Required work: Look through the data below and report how many lines include "SUCCESS". Only the number should be given.

+++

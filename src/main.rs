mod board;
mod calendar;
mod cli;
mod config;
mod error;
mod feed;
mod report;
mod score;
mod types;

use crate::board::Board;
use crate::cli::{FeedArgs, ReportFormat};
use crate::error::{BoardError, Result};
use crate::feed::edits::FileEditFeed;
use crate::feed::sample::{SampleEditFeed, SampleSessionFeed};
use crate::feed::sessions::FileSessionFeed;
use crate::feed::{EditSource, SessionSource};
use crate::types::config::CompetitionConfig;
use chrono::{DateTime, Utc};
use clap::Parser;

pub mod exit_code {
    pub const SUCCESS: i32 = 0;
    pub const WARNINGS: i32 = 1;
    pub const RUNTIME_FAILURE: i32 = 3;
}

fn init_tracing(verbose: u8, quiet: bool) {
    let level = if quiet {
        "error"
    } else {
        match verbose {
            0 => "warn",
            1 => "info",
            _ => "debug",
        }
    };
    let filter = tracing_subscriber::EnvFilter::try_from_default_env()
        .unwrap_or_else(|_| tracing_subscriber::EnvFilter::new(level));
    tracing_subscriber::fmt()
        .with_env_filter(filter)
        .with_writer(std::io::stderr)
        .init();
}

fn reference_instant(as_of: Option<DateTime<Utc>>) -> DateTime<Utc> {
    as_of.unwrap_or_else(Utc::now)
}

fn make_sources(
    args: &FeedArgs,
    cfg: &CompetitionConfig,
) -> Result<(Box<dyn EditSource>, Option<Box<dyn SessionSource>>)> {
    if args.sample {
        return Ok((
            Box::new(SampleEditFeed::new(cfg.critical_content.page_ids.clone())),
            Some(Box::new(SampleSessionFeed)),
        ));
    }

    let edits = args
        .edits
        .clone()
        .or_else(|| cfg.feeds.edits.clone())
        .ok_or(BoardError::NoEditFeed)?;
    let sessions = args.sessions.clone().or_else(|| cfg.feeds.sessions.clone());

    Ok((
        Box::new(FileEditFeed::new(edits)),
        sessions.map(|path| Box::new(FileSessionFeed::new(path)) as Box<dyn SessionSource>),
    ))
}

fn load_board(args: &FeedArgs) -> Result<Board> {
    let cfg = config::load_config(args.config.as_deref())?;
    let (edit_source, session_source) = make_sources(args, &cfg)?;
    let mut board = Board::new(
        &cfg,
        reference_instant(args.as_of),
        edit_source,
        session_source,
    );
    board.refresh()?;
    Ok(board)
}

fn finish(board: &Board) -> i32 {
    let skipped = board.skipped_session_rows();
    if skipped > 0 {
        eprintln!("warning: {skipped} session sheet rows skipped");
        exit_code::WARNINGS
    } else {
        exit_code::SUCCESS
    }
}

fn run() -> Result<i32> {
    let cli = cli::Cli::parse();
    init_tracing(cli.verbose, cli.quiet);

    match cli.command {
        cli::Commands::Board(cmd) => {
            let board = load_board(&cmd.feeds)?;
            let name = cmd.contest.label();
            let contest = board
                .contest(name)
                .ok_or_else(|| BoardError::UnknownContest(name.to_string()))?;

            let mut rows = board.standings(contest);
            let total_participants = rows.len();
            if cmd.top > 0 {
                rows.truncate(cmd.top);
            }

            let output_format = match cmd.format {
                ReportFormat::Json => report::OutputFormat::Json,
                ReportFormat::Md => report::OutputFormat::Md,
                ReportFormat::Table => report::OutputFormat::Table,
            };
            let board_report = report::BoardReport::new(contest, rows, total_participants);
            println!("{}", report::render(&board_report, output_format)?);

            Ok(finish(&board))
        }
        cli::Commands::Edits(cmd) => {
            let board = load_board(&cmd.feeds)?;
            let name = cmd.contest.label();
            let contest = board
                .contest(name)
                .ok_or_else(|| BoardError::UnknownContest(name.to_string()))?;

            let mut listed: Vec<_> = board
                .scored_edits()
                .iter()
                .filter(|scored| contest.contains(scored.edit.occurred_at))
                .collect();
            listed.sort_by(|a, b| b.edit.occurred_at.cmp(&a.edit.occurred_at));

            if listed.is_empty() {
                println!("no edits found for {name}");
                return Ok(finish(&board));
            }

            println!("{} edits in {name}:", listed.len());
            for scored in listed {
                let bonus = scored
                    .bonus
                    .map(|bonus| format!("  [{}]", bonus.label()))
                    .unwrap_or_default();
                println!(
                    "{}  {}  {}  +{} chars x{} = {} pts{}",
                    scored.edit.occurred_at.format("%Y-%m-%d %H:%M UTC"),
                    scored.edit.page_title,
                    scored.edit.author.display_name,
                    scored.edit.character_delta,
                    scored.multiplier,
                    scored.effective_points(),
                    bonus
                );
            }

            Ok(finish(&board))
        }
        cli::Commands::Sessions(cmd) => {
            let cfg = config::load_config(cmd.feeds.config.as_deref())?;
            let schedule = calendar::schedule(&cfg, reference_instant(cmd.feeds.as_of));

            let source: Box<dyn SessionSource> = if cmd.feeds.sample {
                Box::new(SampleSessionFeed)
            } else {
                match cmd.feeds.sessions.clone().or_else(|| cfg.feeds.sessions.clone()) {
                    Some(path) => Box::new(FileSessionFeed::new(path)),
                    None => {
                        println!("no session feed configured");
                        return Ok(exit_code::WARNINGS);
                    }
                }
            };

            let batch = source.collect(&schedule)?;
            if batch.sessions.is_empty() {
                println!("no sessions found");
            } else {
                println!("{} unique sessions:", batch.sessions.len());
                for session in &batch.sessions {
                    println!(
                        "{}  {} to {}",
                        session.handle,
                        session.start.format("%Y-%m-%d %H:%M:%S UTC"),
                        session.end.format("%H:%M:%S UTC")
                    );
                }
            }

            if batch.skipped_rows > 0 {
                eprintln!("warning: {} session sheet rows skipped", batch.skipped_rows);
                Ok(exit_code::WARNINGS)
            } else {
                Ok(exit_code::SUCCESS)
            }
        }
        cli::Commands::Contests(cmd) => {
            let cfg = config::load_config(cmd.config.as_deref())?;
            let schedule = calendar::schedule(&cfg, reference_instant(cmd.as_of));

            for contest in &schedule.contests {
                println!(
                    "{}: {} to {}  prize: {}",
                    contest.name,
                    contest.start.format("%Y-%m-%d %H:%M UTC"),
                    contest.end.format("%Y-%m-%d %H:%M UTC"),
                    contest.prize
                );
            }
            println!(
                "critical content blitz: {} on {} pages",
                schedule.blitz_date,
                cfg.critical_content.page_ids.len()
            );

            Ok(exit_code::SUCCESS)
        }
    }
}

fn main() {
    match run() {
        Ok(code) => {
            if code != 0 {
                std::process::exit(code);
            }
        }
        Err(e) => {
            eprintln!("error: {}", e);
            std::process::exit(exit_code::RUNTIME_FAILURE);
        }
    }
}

+++

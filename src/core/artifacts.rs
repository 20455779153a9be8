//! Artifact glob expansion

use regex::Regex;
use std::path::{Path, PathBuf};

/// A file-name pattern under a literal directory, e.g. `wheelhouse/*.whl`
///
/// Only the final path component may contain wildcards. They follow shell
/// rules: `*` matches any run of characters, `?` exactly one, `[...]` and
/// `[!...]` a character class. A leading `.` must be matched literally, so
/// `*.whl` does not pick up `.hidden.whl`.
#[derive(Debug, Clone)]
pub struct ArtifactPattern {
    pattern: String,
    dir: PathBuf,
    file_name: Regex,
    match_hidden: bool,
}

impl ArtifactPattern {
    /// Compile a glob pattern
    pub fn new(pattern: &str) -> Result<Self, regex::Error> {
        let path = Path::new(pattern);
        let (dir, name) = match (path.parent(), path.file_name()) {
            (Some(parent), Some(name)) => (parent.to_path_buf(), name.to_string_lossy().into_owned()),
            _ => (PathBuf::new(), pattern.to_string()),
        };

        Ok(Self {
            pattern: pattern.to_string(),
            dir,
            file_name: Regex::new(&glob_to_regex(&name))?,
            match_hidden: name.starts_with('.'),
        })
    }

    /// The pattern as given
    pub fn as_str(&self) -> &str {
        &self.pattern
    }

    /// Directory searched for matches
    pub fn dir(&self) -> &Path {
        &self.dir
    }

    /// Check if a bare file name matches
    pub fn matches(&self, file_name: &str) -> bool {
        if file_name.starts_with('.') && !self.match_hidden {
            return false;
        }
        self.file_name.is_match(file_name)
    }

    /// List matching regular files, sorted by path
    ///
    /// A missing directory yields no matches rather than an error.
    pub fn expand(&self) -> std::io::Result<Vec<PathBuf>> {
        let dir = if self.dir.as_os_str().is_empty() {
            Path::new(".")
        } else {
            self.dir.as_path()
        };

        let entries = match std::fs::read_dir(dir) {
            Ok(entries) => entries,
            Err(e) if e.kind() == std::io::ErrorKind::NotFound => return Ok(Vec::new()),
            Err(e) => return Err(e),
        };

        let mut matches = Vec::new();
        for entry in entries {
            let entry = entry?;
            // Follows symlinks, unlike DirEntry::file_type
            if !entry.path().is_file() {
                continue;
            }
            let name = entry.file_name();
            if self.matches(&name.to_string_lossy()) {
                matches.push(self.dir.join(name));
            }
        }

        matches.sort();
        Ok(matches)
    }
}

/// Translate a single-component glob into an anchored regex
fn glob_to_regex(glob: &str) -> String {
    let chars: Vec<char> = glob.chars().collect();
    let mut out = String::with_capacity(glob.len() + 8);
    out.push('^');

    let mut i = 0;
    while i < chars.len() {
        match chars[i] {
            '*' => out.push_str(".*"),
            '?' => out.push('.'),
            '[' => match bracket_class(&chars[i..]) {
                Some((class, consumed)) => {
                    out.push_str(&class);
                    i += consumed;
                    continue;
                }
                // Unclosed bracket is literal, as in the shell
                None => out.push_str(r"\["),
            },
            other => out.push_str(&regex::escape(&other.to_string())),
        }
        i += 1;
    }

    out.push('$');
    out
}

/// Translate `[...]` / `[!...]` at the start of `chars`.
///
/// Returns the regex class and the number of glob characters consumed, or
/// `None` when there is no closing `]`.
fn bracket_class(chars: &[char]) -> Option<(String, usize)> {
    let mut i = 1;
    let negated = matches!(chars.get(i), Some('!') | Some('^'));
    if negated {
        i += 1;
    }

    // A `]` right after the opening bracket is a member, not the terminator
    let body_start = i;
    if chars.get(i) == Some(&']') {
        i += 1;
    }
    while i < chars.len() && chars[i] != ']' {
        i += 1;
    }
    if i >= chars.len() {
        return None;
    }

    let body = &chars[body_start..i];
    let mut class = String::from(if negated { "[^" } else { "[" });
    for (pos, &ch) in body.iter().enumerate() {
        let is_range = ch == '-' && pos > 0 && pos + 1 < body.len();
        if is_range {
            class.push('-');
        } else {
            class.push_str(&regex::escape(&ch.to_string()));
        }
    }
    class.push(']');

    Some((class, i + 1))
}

+++

Output: 4